Having the same issue.

Log: 2014-03-25T15:39:21.750+00:00 kern/alert(1) kernel[]: [330160.244029] xen_netfront: xennet: skb rides the rocket: 19 slots

running kernel version: 3.11.0-18-generic

Is their any updates to this bug on a fix?

Revision history for this message
Stefan Bader (smb) wrote :

Not to my knowledge. Also depends on the exact issue. Reading through the report there might be two separate issues.
1. Packet loss when this message appears. This is the the expected behaviour when trying to transmit
    a packet that would require more than 16+1 slots or 64kB.
    Compared to the Amazon kernel mentioned all kernels later than 3.7 have the following change:
    * xen/netfront: handle compound page fragments on transmit
   If there is something wrong with that, I have not yet seen a patch for it.

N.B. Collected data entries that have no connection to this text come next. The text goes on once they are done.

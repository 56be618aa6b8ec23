// Download pipeline state machine
//
// Sequences one job end to end: title fetch, primary combined download,
// codec compatibility repair, audio validation, the separate-track fallback
// with forced re-encode merge, and subtitle injection. Emits status events
// along the way and registers the artifact on success.
//
// Failure handling is explicit: recoverable conditions (bad audio,
// incompatible codecs) are visible transitions, not caught exceptions;
// non-fatal ones (title fetch, subtitle injection, degraded audio fallback)
// are absorbed and logged as warnings. A failed job never leaves a
// retrievable artifact behind.

use std::path::{Path, PathBuf};
use std::sync::Arc;

use lazy_static::lazy_static;
use regex::Regex;
use tracing::{error, info, warn};
use uuid::Uuid;

use super::compat;
use super::models::{DownloadJob, DownloadOutcome, JobStage, FALLBACK_TITLE};
use super::status::StatusSender;
use super::tools::MediaToolGateway;
use crate::artifacts::ArtifactStore;
use crate::error::{Error, Result};
use crate::normalizer::CanonicalUrl;

/// Fallback duration for the subtitle cue when the probe fails.
const DEFAULT_SUBTITLE_DURATION: f64 = 10.0;

pub struct Orchestrator {
    gateway: Arc<dyn MediaToolGateway>,
    store: Arc<ArtifactStore>,
}

impl Orchestrator {
    pub fn new(gateway: Arc<dyn MediaToolGateway>, store: Arc<ArtifactStore>) -> Self {
        Self { gateway, store }
    }

    /// Run the full pipeline for one canonical URL.
    ///
    /// On failure the job's media/sidecar pair is discarded so no partial
    /// artifact stays reachable.
    pub async fn run(
        &self,
        canonical: CanonicalUrl,
        status: &StatusSender,
    ) -> Result<DownloadOutcome> {
        let mut job = DownloadJob::new(canonical);
        match self.run_stages(&mut job, status).await {
            Ok(outcome) => {
                info!(
                    "download complete: {} ({}) - {} bytes",
                    job.id, job.title, outcome.artifact.size_bytes
                );
                Ok(outcome)
            }
            Err(e) => {
                job.advance(JobStage::Failed);
                self.store.discard(&job.id).await;
                Err(e)
            }
        }
    }

    async fn run_stages(
        &self,
        job: &mut DownloadJob,
        status: &StatusSender,
    ) -> Result<DownloadOutcome> {
        status.status("Fetching video info...").await;
        job.title = match self.gateway.probe_title(&job.canonical_url, job.platform).await {
            Ok(raw) => sanitize_title(&raw),
            Err(e) => {
                // Availability over metadata completeness
                warn!("failed to fetch video title: {}", e);
                FALLBACK_TITLE.to_string()
            }
        };

        job.advance(JobStage::Downloading);
        status.status("Downloading video...").await;
        self.gateway
            .download_combined(
                &job.canonical_url,
                job.platform,
                &self.store.output_template(&job.id),
            )
            .await?;

        let output = self.store.media_path(&job.id);
        if !output.exists() {
            return Err(Error::tool("yt-dlp", "downloaded file not found"));
        }

        job.advance(JobStage::CompatCheck);
        status.status("Checking video format...").await;
        let probe = self.gateway.probe_codecs(&output).await.unwrap_or_default();
        info!(
            "detected codecs - video: {:?}, audio: {:?}",
            probe.video, probe.audio
        );

        let plan = compat::plan(probe.video.as_deref(), probe.audio.as_deref());
        if !plan.is_compliant() {
            job.advance(JobStage::Reencode);
            status.status("Converting to mobile format...").await;
            self.reencode_in_place(&output, &plan).await;
        }

        job.advance(JobStage::AudioValidate);
        status.status("Validating audio...").await;
        if !self.audio_is_usable(&output).await {
            warn!("audio issue detected in {}, trying separate download", job.id);
            status.status("Fixing audio...").await;
            tokio::fs::remove_file(&output).await?;
            return self.download_separately(job, status).await;
        }

        job.advance(JobStage::SubtitleInject);
        self.inject_source_subtitle(&output, &job.canonical_url, status)
            .await;

        job.advance(JobStage::Done);
        let artifact = self.store.register(job.id, &job.display_filename()).await?;
        status.status("Complete!").await;
        Ok(DownloadOutcome {
            artifact,
            warning: None,
        })
    }

    /// Re-encode for compatibility through a temporary sibling, replacing
    /// the original only on success. Best-effort: on failure the original
    /// file is kept and the pipeline proceeds.
    async fn reencode_in_place(&self, output: &Path, plan: &compat::CompatPlan) {
        let temp = output.with_extension("temp.mp4");
        match self.gateway.transcode(output, &temp, plan).await {
            Ok(()) => {
                if let Err(e) = tokio::fs::rename(&temp, output).await {
                    error!("failed to swap in re-encoded file: {}", e);
                    let _ = tokio::fs::remove_file(&temp).await;
                }
            }
            Err(e) => {
                error!("re-encoding failed: {}", e);
                let _ = tokio::fs::remove_file(&temp).await;
            }
        }
    }

    /// Two-step audio check: a selectable stream must exist and must not
    /// be silent. Any probe failure counts as unusable.
    async fn audio_is_usable(&self, output: &Path) -> bool {
        match self.gateway.has_audio_stream(output).await {
            Ok(true) => {}
            Ok(false) => {
                warn!("no audio stream found in {}", output.display());
                return false;
            }
            Err(e) => {
                error!("error checking audio stream: {}", e);
                return false;
            }
        }

        match self.gateway.is_audio_silent(output).await {
            Ok(false) => true,
            Ok(true) => {
                warn!("audio stream in {} appears to be silent", output.display());
                false
            }
            Err(e) => {
                error!("error analyzing audio loudness: {}", e);
                false
            }
        }
    }

    /// Fallback path: download video and audio independently and merge
    /// them with a forced re-encode. If the audio download fails the job
    /// still succeeds with the video-only file, flagged with a warning.
    async fn download_separately(
        &self,
        job: &mut DownloadJob,
        status: &StatusSender,
    ) -> Result<DownloadOutcome> {
        job.advance(JobStage::SeparateDownload);
        info!("attempting separate video+audio download for {}", job.id);

        let video_part = self.part_path(&job.id, "video", "mp4");
        let audio_part = self.part_path(&job.id, "audio", "m4a");
        let output = self.store.media_path(&job.id);

        status.status("Downloading video track...").await;
        let video_result = self
            .gateway
            .download_stream(&job.canonical_url, job.platform, "bestvideo", &video_part)
            .await;
        if video_result.is_err() || !video_part.exists() {
            self.remove_parts(&video_part, &audio_part).await;
            return Err(Error::tool("yt-dlp", "Failed to download video stream"));
        }

        status.status("Downloading audio track...").await;
        let audio_result = self
            .gateway
            .download_stream(
                &job.canonical_url,
                job.platform,
                "bestaudio[ext=m4a]/bestaudio",
                &audio_part,
            )
            .await;

        if audio_result.is_err() || !audio_part.exists() {
            // Degraded but successful: serve the silent video rather than
            // nothing at all
            warn!("audio download failed, using video only");
            let _ = tokio::fs::remove_file(&audio_part).await;
            tokio::fs::rename(&video_part, &output).await?;

            job.advance(JobStage::SubtitleInject);
            self.inject_source_subtitle(&output, &job.canonical_url, status)
                .await;

            job.advance(JobStage::Done);
            let artifact = self.store.register(job.id, &job.display_filename()).await?;
            return Ok(DownloadOutcome {
                artifact,
                warning: Some("Video downloaded without audio".to_string()),
            });
        }

        job.advance(JobStage::Merge);
        status.status("Merging video and audio...").await;
        let merge_result = self
            .gateway
            .merge_tracks(&video_part, &audio_part, &output)
            .await;
        self.remove_parts(&video_part, &audio_part).await;

        if merge_result.is_err() || !output.exists() {
            return Err(Error::tool("ffmpeg", "Failed to merge video and audio"));
        }
        info!("successfully merged video and audio for {}", job.id);

        job.advance(JobStage::SubtitleInject);
        self.inject_source_subtitle(&output, &job.canonical_url, status)
            .await;

        job.advance(JobStage::Done);
        let artifact = self.store.register(job.id, &job.display_filename()).await?;
        Ok(DownloadOutcome {
            artifact,
            warning: None,
        })
    }

    fn part_path(&self, id: &Uuid, track: &str, ext: &str) -> PathBuf {
        self.store.root().join(format!("{}_{}.{}", id, track, ext))
    }

    async fn remove_parts(&self, video_part: &Path, audio_part: &Path) {
        for part in [video_part, audio_part] {
            let _ = tokio::fs::remove_file(part).await;
        }
    }

    /// Add a toggleable subtitle track carrying the original source URL,
    /// spanning the whole duration. Non-fatal: on any failure the file is
    /// left as it was.
    async fn inject_source_subtitle(&self, output: &Path, url: &str, status: &StatusSender) {
        status.status("Adding source info...").await;

        let duration = self
            .gateway
            .probe_duration(output)
            .await
            .unwrap_or(DEFAULT_SUBTITLE_DURATION);

        let srt_path = output.with_extension("srt");
        if let Err(e) = tokio::fs::write(&srt_path, source_url_cue(duration, url)).await {
            warn!("failed to write subtitle file: {}", e);
            return;
        }

        let temp = output.with_extension("temp.mp4");
        match self.gateway.inject_subtitle(output, &srt_path, &temp).await {
            Ok(()) => match tokio::fs::rename(&temp, output).await {
                Ok(()) => info!("added source URL subtitle track"),
                Err(e) => {
                    warn!("failed to swap in subtitled file: {}", e);
                    let _ = tokio::fs::remove_file(&temp).await;
                }
            },
            Err(e) => {
                warn!("failed to add subtitle: {}", e);
                let _ = tokio::fs::remove_file(&temp).await;
            }
        }

        let _ = tokio::fs::remove_file(&srt_path).await;
    }
}

/// Sanitize a media title for use as a filename: keep only English
/// letters, Hebrew letters, digits, whitespace, hyphens and underscores;
/// collapse runs of whitespace; cap at 100 characters.
pub fn sanitize_title(title: &str) -> String {
    lazy_static! {
        static ref DISALLOWED: Regex =
            Regex::new(r"[^a-zA-Z\x{0590}-\x{05FF}0-9\s\-_]").unwrap();
        static ref WHITESPACE: Regex = Regex::new(r"\s+").unwrap();
    }

    let stripped = DISALLOWED.replace_all(title, "");
    let collapsed = WHITESPACE.replace_all(&stripped, " ");
    let trimmed: String = collapsed.trim().chars().take(100).collect();

    if trimmed.is_empty() {
        FALLBACK_TITLE.to_string()
    } else {
        trimmed
    }
}

/// One SRT cue from 00:00:00,000 to the full duration, showing the URL.
fn source_url_cue(duration: f64, url: &str) -> String {
    let duration = if duration.is_finite() && duration > 0.0 {
        duration
    } else {
        DEFAULT_SUBTITLE_DURATION
    };
    let hours = (duration / 3600.0) as u64;
    let minutes = ((duration % 3600.0) / 60.0) as u64;
    let seconds = (duration % 60.0) as u64;
    let millis = ((duration % 1.0) * 1000.0) as u64;

    format!(
        "1\n00:00:00,000 --> {:02}:{:02}:{:02},{:03}\n{}\n",
        hours, minutes, seconds, millis, url
    )
}
//! Build tool detection.
//!
//! Inspects the root of a synchronized tree and decides whether a build
//! procedure applies. A missing or unparsable `package.json` yields an empty
//! plan: the build is skipped, not failed. A declared `scripts.build`
//! yields a build step, which always implies a preceding install step.

use std::collections::HashMap;
use std::path::Path;

use serde::Deserialize;

use super::models::{BuildPlan, CommandSpec};

/// Detection result: the plan plus a human-readable note for the build log.
#[derive(Debug)]
pub struct Detection {
    pub plan: BuildPlan,
    pub transcript: String,
}

/// Narrow view of `package.json`; everything but `scripts` is ignored.
#[derive(Deserialize)]
struct PackageManifest {
    #[serde(default)]
    scripts: HashMap<String, String>,
}

pub fn detect(workspace: &Path) -> Detection {
    let manifest_path = workspace.join("package.json");
    if !manifest_path.exists() {
        return Detection {
            plan: BuildPlan::empty(),
            transcript: "No package.json manifest found (skipping build step)\n".to_string(),
        };
    }

    let raw = match std::fs::read_to_string(&manifest_path) {
        Ok(raw) => raw,
        Err(e) => {
            return Detection {
                plan: BuildPlan::empty(),
                transcript: format!("Failed to read package.json: {} (skipping build step)\n", e),
            };
        }
    };

    let manifest: PackageManifest = match serde_json::from_str(&raw) {
        Ok(manifest) => manifest,
        Err(e) => {
            return Detection {
                plan: BuildPlan::empty(),
                transcript: format!("Failed to parse package.json: {} (skipping build step)\n", e),
            };
        }
    };

    if manifest.scripts.contains_key("build") {
        Detection {
            plan: BuildPlan {
                install: Some(CommandSpec::new("npm", &["install", "--silent"])),
                build: Some(CommandSpec::new("npm", &["run", "build"])),
            },
            transcript: "Detected npm build script\n".to_string(),
        }
    } else {
        Detection {
            plan: BuildPlan::empty(),
            transcript: "No build script declared in package.json (skipping build step)\n"
                .to_string(),
        }
    }
}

There might be a related bug
   (bug #1275879) but hitting that would cause a BUG stacktrace in the guest.

2. That invalid socket state mentioned in comment #3. I wonder whether that could hint the netback driver
    running on the host side has closed the connection. There could be some messages to help in the host's
    dmesg but we cannot get to those (only Amazon can). If that is the case we should ensure those two
    patches are included in the kernel running in dom0 on the host:
      * xen-netback: don't disconnect frontend when seeing oversize packet
      * xen-netback: coalesce slots in TX path and fix regressions

Revision history for this message
Brian Moyles (bmoyles) wrote :

FWIW, we ran into the same messages and in researching, I came across this page
which suggests disabling TCP offload functionality using
ethtool -K eth0 rx off tx off sg off tso off ufo off gso off gro off lro off
to work around the problem. Disabling offload does in fact silence the messages (but also has the unfortunate side effect of dropping the MTU on boxes using jumbo frames)
Given that that happens to quiet things down, figured it might help narrow down what patch or patches are responsible for a fix...

Revision history for this message
Stefan Bader (smb) wrote :

We finally have a way to reproduce this at will. It turns out that any kernel newer than 3.7 (which has the change to handle compound pages that I mentioned in comment #7) will suffer from this problem. The work-around that Brian found in the previous comment will indeed work as it prevents the use of of fragments (A "ethtool -K eth0 sg off" should be enough).
I will mark this bug as a duplicate of the newer one since that already has more detail info.